• **RECORD EXTRACTS**:
◇ ◇ ◇ ◇ ◇ ◇ ◇

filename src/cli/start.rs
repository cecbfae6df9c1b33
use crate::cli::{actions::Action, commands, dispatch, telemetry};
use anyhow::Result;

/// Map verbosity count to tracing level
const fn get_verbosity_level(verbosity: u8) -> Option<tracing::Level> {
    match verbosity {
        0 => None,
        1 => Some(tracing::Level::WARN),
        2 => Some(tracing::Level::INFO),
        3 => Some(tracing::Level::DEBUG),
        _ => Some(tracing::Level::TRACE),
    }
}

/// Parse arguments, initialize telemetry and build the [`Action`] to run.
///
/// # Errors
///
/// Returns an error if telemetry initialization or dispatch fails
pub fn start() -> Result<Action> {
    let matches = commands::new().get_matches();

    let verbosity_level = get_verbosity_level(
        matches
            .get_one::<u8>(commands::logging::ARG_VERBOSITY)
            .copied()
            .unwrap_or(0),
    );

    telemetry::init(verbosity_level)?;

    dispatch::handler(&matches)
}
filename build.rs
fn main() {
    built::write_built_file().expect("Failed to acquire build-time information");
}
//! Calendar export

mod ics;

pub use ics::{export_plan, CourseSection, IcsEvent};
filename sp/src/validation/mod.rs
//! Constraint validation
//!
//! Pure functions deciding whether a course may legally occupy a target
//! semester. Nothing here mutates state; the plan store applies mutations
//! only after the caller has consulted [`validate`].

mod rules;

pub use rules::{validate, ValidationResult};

◇ ◇ ◇ ◇ ◇ ◇ ◇

• **WORK INSTRUCTION**:
Would you write out all the records exactly as they read?

• **PROBLEM SOLUTION**:
filename src/cli/start.rs
repository cecbfae6df9c1b33
use crate::cli::{actions::Action, commands, dispatch, telemetry};
use anyhow::Result;

/// Map verbosity count to tracing level
const fn get_verbosity_level(verbosity: u8) -> Option<tracing::Level> {
    match verbosity {
        0 => None,
        1 => Some(tracing::Level::WARN),
        2 => Some(tracing::Level::INFO),
        3 => Some(tracing::Level::DEBUG),
        _ => Some(tracing::Level::TRACE),
    }
}

/// Parse arguments, initialize telemetry and build the [`Action`] to run.
///
/// # Errors
///
/// Returns an error if telemetry initialization or dispatch fails
pub fn start() -> Result<Action> {
    let matches = commands::new().get_matches();

    let verbosity_level = get_verbosity_level(
        matches
            .get_one::<u8>(commands::logging::ARG_VERBOSITY)
            .copied()
            .unwrap_or(0),
    );

    telemetry::init(verbosity_level)?;

    dispatch::handler(&matches)
}
filename build.rs
fn main() {
    built::write_built_file().expect("Failed to acquire build-time information");
}
//! Calendar export

mod ics;

pub use ics::{export_plan, CourseSection, IcsEvent};
filename sp/src/validation/mod.rs
//! Constraint validation
//!
//! Pure functions deciding whether a course may legally occupy a target
//! semester. Nothing here mutates state; the plan store applies mutations
//! only after the caller has consulted [`validate`].

mod rules;

pub use rules::{validate, ValidationResult};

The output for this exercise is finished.